Scan the records for the word "unparsable". Return each line where it is found.

BEGIN Information given

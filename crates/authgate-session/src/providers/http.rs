//! Token, profile and introspection endpoint calls

use std::time::Duration;

use reqwest::header::{ACCEPT, CONTENT_TYPE};
use serde::Deserialize;
use serde_json::Value;
use url::Url;

use crate::claims::RawClaims;
use crate::context::RequestContext;
use crate::{Error, Result};

const FORM_CONTENT_TYPE: &str = "application/x-www-form-urlencoded";

/// Token endpoint response for both code exchange and refresh
#[derive(Debug, Clone, Default, Deserialize)]
pub struct TokenResponse {
    #[serde(default)]
    pub access_token: String,
    #[serde(default)]
    pub refresh_token: Option<String>,
    #[serde(default)]
    pub id_token: Option<String>,
    #[serde(default)]
    pub expires_in: Option<u64>,
    #[serde(default)]
    pub token_type: Option<String>,
}

impl TokenResponse {
    /// Identity token, if a non-empty one was returned
    #[must_use]
    pub fn id_token(&self) -> Option<&str> {
        self.id_token.as_deref().filter(|t| !t.is_empty())
    }

    #[must_use]
    pub fn refresh_token(&self) -> Option<&str> {
        self.refresh_token.as_deref().filter(|t| !t.is_empty())
    }

    /// Lifetime; zero counts as unknown
    #[must_use]
    pub fn expires_in(&self) -> Option<Duration> {
        self.expires_in
            .filter(|secs| *secs > 0)
            .map(Duration::from_secs)
    }
}

/// Thin wrapper over a shared `reqwest::Client`.
///
/// Non-success statuses and unparsable bodies become [`Error::Transport`];
/// nothing is retried.
#[derive(Debug, Clone, Default)]
pub struct EndpointClient {
    http: reqwest::Client,
}

impl EndpointClient {
    #[must_use]
    pub const fn new(http: reqwest::Client) -> Self {
        Self { http }
    }

    #[must_use]
    pub const fn inner(&self) -> &reqwest::Client {
        &self.http
    }

    /// Form POST to a token endpoint
    pub async fn token_request(
        &self,
        ctx: &RequestContext,
        operation: &'static str,
        url: &Url,
        params: &[(&str, &str)],
    ) -> Result<TokenResponse> {
        ctx.run(async {
            let response = self
                .http
                .post(url.clone())
                .header(CONTENT_TYPE, FORM_CONTENT_TYPE)
                .header(ACCEPT, "application/json")
                .body(encode_form(params))
                .send()
                .await
                .map_err(|e| Error::transport(operation, e.to_string()))?;

            let response = ensure_success(response, operation).await?;
            response
                .json::<TokenResponse>()
                .await
                .map_err(|e| Error::transport(operation, format!("unparsable response: {e}")))
        })
        .await
    }

    /// Bearer GET returning a JSON object
    pub async fn get_claims(
        &self,
        ctx: &RequestContext,
        operation: &'static str,
        url: &Url,
        access_token: &str,
    ) -> Result<RawClaims> {
        ctx.run(async {
            let response = self
                .http
                .get(url.clone())
                .bearer_auth(access_token)
                .header(ACCEPT, "application/json")
                .send()
                .await
                .map_err(|e| Error::transport(operation, e.to_string()))?;

            let response = ensure_success(response, operation).await?;
            parse_object(response, operation).await
        })
        .await
    }

    /// RFC 7662 introspection, authenticated with the client credentials
    pub async fn introspect(
        &self,
        ctx: &RequestContext,
        url: &Url,
        token: &str,
        client_id: &str,
        client_secret: &str,
    ) -> Result<RawClaims> {
        const OPERATION: &str = "token introspection";

        ctx.run(async {
            let response = self
                .http
                .post(url.clone())
                .basic_auth(client_id, Some(client_secret))
                .header(CONTENT_TYPE, FORM_CONTENT_TYPE)
                .header(ACCEPT, "application/json")
                .body(encode_form(&[("token", token), ("token_type_hint", "access_token")]))
                .send()
                .await
                .map_err(|e| Error::transport(OPERATION, e.to_string()))?;

            let response = ensure_success(response, OPERATION).await?;
            parse_object(response, OPERATION).await
        })
        .await
    }
}

fn encode_form(params: &[(&str, &str)]) -> String {
    url::form_urlencoded::Serializer::new(String::new())
        .extend_pairs(params)
        .finish()
}

async fn parse_object(response: reqwest::Response, operation: &'static str) -> Result<RawClaims> {
    let bytes = response
        .bytes()
        .await
        .map_err(|e| Error::transport(operation, e.to_string()))?;
    match serde_json::from_slice::<Value>(&bytes) {
        Ok(Value::Object(map)) => Ok(RawClaims::new(map)),
        Ok(_) => Err(Error::transport(operation, "response is not a JSON object")),
        Err(e) => Err(Error::transport(operation, format!("unparsable response: {e}"))),
    }
}

/// Checks HTTP response status; returns the response on success or an error with details.
async fn ensure_success(
    response: reqwest::Response,
    operation: &'static str,
) -> Result<reqwest::Response> {
    if response.status().is_success() {
        return Ok(response);
    }
    let status = response.status().as_u16();
    let body = response.text().await.unwrap_or_default();
    Err(Error::status(operation, status, &body))
}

END Information given

• _Answer for this exercise_
/// Non-success statuses and unparsable bodies become [`Error::Transport`];
                .map_err(|e| Error::transport(operation, format!("unparsable response: {e}")))
        Err(e) => Err(Error::transport(operation, format!("unparsable response: {e}"))),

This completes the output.